Psychotherapy and Counselling: NHS or Private
I've been suffering from severe depression since
my teens. A failed suicide attempt led me to a psychiatrist who
asked me to confirm if it was just a cry for help. Of course I confirmed
this to avoid further dealings with him. I took an instant dislike
to him and being 14 I didn't want the extra hassle of now being
labelled a nutter. Add to this the fact that my mum was in the room
and since I am a constant disappointment to her I didn't want to
let her down further by confessing "nope I REALLY did want
to die".
I hid my illness with varying degrees of success
until in 1994 the s*** hit the fan. Unable to cope I was given anti-depressants
(again) and offered counselling. Yippee... an opportunity to tell
a complete stranger who didn't give a S*** about me why I was depressed
and suicidal. I was assured I wouldn't be judged and it was all
confidential. A chance to get things off my chest... i'd feel much
better... it sounded too good to be true. I was immediately assigned
to a 'couple' of counsellors. A husband and wife, when one wasn't
available the other was. So with a huge leap of faith and wavering
confidence in their abilities I proceeded to explain some of the
unhappy experiences I'd suffered. In some cases these were quite
explicit and very distressing - it would have been hard enough telling
them to a female stranger, but to a man, a man who wouldn't look
me in the eyes after i'd described some of the abuse i'd suffered...
it was a disaster.
It became acutely obvious they had no real help
to offer me except to listen, which meant i had to listen to me
too. It dragged everything to the surface. They seemed unaffected
like they'd heard it all before. They asked questions which weren't
appropriate or relevant, they asked about my father and had I been
abused by him... like it wasn't enough to have been abused by another.
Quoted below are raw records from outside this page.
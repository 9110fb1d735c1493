use std::time::Duration;

use tokio::time::Instant;

/// Lifecycle of one scenario.
#[derive(Debug, Clone, Copy, PartialEq, Eq, Hash, strum::Display, strum::AsRefStr)]
#[strum(serialize_all = "kebab-case")]
pub enum ScenarioPhase {
    Idle,
    RampUp,
    Steady,
    RampDown,
    GracefulStop,
    Done,
}

impl ScenarioPhase {
    /// Running phases may alternate freely; the tail is strictly ordered.
    #[must_use]
    pub fn can_advance_to(self, next: Self) -> bool {
        use ScenarioPhase::*;
        match (self, next) {
            (Idle, RampUp | Steady | RampDown | Done) => true,
            (RampUp | Steady | RampDown, RampUp | Steady | RampDown) => self != next,
            (RampDown, GracefulStop) => true,
            (GracefulStop, Done) => true,
            _ => false,
        }
    }

    #[must_use]
    pub fn is_running(self) -> bool {
        matches!(self, Self::RampUp | Self::Steady | Self::RampDown)
    }
}

#[derive(Debug, Clone, Copy, PartialEq, Eq)]
pub struct PhaseTransition {
    pub phase: ScenarioPhase,
    /// Offset from the run start.
    pub at: Duration,
}

#[derive(Debug)]
pub(crate) struct PhaseTracker {
    scenario: String,
    origin: Instant,
    history: Vec<PhaseTransition>,
}

impl PhaseTracker {
    pub(crate) fn new(scenario: &str, origin: Instant) -> Self {
        Self {
            scenario: scenario.to_string(),
            origin,
            history: vec![PhaseTransition {
                phase: ScenarioPhase::Idle,
                at: Duration::ZERO,
            }],
        }
    }

    pub(crate) fn current(&self) -> ScenarioPhase {
        self.history
            .last()
            .map_or(ScenarioPhase::Idle, |t| t.phase)
    }

    /// Records `next` unless it is already current. Running phases always pass through
    /// `RampDown` before `GracefulStop`.
    pub(crate) fn advance(&mut self, next: ScenarioPhase) {
        let current = self.current();
        if current == next {
            return;
        }
        if current.is_running() && next == ScenarioPhase::GracefulStop {
            self.advance(ScenarioPhase::RampDown);
        }
        let current = self.current();
        if !current.can_advance_to(next) {
            tracing::debug!(
                scenario = %self.scenario,
                from = %current,
                to = %next,
                "ignored phase transition"
            );
            return;
        }

        let at = self.origin.elapsed();
        tracing::info!(
            scenario = %self.scenario,
            phase = %next,
            at_ms = at.as_millis() as u64,
            "scenario phase"
        );
        self.history.push(PhaseTransition { phase: next, at });
    }

    pub(crate) fn into_history(self) -> Vec<PhaseTransition> {
        self.history
    }
}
They asked questions i'd already given answers to, as if searching
for more. It seemed like I had to gratifying them in some way. Then
because they lived near to me I would then see them regularly in
the street. I used to have to serve them in the local shop where
i worked. By morning I'd be describing physical assaults and then
by lunch I'd be packing their shopping for them. It was humiliating
and degrading and i vowed never to seek counselling again!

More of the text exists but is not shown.